⟨
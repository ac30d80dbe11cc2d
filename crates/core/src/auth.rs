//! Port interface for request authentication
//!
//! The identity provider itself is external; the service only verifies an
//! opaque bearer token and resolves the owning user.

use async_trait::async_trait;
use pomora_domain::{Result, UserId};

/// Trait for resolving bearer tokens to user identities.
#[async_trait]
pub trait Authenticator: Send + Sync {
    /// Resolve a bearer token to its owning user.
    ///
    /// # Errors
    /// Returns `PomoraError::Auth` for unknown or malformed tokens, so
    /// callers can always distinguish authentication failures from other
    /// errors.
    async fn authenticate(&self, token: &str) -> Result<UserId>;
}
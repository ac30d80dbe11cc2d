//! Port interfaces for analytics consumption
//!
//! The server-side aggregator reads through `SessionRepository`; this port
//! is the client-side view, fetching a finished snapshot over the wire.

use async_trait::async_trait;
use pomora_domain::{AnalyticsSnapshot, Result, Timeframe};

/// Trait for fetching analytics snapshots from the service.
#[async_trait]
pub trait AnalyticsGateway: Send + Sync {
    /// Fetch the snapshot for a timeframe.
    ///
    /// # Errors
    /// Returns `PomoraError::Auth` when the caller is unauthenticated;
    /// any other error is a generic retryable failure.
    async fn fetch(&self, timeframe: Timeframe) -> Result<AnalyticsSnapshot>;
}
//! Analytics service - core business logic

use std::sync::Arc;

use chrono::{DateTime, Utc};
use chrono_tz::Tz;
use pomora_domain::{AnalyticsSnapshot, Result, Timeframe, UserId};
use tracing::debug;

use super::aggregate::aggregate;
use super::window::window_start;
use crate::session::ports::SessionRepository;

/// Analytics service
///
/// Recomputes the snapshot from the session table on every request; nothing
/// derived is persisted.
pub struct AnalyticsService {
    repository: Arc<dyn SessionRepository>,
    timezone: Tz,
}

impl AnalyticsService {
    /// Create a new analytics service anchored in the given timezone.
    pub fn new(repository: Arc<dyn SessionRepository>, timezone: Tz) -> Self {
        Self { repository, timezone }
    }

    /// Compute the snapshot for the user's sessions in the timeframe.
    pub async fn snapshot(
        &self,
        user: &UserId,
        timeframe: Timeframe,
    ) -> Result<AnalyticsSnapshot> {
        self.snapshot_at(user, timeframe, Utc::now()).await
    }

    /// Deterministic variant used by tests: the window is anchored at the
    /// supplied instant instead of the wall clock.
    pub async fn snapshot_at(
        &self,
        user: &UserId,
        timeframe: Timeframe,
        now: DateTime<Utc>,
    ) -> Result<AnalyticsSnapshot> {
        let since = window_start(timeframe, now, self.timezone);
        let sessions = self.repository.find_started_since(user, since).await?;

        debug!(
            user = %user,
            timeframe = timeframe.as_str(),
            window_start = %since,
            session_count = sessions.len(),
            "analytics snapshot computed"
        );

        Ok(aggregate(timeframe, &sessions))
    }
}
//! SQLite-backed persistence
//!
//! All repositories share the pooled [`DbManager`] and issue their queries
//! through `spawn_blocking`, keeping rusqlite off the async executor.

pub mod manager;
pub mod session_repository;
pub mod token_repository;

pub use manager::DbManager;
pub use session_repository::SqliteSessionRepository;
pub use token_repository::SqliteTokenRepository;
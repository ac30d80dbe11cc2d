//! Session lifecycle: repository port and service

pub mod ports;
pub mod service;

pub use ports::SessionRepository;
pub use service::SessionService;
⟩
⟨
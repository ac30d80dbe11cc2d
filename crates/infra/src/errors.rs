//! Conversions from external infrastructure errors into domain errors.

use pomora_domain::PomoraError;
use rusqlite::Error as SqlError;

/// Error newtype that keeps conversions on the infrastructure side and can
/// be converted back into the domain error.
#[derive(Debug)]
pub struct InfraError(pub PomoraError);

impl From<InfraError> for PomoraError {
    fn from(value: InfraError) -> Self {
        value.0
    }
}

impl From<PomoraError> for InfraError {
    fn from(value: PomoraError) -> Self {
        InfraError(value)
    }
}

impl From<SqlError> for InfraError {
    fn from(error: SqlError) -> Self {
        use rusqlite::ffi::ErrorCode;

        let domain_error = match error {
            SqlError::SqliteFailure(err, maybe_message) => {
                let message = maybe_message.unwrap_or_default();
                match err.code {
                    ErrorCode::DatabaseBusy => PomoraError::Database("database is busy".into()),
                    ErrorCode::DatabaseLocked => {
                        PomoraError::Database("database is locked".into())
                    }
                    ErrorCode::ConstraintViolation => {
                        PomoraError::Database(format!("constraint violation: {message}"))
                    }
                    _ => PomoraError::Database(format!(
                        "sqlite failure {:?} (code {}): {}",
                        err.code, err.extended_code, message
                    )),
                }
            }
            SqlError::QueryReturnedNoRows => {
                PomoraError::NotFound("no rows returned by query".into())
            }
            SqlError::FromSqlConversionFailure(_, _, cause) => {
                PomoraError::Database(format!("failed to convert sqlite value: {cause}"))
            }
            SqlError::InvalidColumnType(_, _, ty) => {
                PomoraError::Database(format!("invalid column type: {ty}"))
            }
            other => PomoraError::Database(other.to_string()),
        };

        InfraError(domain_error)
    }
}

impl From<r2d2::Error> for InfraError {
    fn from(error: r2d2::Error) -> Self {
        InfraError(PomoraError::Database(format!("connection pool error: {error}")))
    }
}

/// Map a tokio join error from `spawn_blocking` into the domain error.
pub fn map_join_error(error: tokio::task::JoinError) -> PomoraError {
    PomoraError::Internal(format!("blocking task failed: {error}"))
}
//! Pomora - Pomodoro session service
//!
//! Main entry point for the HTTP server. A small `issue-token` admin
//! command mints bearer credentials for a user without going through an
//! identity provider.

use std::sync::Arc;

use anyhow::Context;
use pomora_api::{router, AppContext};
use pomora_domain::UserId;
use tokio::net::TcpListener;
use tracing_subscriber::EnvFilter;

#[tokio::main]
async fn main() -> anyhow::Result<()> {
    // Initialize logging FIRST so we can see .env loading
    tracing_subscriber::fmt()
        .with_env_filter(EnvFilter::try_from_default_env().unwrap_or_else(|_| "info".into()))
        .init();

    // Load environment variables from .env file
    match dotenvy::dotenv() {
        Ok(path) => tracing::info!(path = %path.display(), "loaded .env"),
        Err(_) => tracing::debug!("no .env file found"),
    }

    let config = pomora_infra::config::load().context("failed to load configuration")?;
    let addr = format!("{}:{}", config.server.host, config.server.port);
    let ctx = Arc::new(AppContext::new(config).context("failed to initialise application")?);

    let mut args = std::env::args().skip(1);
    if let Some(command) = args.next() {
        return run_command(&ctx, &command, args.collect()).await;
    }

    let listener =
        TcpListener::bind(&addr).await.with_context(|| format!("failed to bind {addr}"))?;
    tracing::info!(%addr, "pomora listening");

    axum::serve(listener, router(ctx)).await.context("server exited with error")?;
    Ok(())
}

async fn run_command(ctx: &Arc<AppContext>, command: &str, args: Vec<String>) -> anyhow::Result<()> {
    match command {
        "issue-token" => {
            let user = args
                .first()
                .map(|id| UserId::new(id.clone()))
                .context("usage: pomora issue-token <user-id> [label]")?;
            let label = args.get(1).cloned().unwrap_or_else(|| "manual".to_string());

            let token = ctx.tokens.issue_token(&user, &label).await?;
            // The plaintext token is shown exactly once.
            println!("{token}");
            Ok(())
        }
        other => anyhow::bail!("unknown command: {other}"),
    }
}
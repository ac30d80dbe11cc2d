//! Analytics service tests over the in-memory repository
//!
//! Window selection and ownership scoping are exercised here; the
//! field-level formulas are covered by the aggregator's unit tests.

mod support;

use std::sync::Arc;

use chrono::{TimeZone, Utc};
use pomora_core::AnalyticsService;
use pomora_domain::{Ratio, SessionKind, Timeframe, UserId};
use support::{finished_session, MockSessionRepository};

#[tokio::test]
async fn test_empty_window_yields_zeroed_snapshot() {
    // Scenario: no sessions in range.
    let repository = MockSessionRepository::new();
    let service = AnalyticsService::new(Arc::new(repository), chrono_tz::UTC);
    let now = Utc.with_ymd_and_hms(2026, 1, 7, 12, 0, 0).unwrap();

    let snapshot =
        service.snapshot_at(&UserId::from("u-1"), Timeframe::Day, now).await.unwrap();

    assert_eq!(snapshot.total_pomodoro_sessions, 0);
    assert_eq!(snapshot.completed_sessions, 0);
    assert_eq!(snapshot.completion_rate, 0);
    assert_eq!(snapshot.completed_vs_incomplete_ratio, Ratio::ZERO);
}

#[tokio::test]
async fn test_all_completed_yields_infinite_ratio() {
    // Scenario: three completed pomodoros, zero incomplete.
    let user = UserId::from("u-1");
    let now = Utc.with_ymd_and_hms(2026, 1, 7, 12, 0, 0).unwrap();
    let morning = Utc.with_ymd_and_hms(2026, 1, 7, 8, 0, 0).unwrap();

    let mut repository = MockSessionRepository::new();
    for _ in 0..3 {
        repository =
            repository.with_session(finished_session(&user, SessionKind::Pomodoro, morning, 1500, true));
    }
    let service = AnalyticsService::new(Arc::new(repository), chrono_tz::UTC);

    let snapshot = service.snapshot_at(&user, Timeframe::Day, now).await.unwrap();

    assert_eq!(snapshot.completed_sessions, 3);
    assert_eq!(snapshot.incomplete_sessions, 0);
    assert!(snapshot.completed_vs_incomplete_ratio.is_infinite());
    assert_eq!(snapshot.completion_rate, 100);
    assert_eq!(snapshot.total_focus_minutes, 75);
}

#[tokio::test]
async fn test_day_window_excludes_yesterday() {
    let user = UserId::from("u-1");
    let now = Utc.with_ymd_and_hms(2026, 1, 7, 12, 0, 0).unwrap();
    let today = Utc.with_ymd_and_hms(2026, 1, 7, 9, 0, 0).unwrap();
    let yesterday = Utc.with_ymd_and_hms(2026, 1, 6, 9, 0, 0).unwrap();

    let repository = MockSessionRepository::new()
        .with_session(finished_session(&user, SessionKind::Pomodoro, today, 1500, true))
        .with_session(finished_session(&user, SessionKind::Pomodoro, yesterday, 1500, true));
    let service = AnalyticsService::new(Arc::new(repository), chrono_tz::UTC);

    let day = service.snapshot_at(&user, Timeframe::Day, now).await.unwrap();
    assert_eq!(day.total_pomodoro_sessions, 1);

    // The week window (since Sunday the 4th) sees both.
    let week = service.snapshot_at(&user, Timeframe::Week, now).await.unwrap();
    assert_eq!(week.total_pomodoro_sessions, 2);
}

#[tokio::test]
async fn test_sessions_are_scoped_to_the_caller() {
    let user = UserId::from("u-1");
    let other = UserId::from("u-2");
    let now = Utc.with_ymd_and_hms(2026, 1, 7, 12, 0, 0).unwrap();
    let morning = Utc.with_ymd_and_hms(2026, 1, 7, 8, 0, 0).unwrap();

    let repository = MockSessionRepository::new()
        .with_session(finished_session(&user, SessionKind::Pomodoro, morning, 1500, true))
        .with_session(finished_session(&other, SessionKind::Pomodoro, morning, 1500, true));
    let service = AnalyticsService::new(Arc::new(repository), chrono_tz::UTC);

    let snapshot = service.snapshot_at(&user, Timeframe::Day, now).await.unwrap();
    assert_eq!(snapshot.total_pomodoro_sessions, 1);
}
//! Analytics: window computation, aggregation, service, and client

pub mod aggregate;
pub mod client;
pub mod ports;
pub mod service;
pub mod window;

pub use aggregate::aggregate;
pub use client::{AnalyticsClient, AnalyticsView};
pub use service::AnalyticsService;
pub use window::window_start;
⟩
■ INSTRUCTIONS TO FOLLOW: Given the records above, reproduce precisely and only the lines between the line holding "side and can" and the line holding "fn from(error: SqlError)", inclusive.

■ RESULT:
/// Error newtype that keeps conversions on the infrastructure side and can
/// be converted back into the domain error.
#[derive(Debug)]
pub struct InfraError(pub PomoraError);

impl From<InfraError> for PomoraError {
    fn from(value: InfraError) -> Self {
        value.0
    }
}

impl From<PomoraError> for InfraError {
    fn from(value: PomoraError) -> Self {
        InfraError(value)
    }
}

impl From<SqlError> for InfraError {
    fn from(error: SqlError) -> Self {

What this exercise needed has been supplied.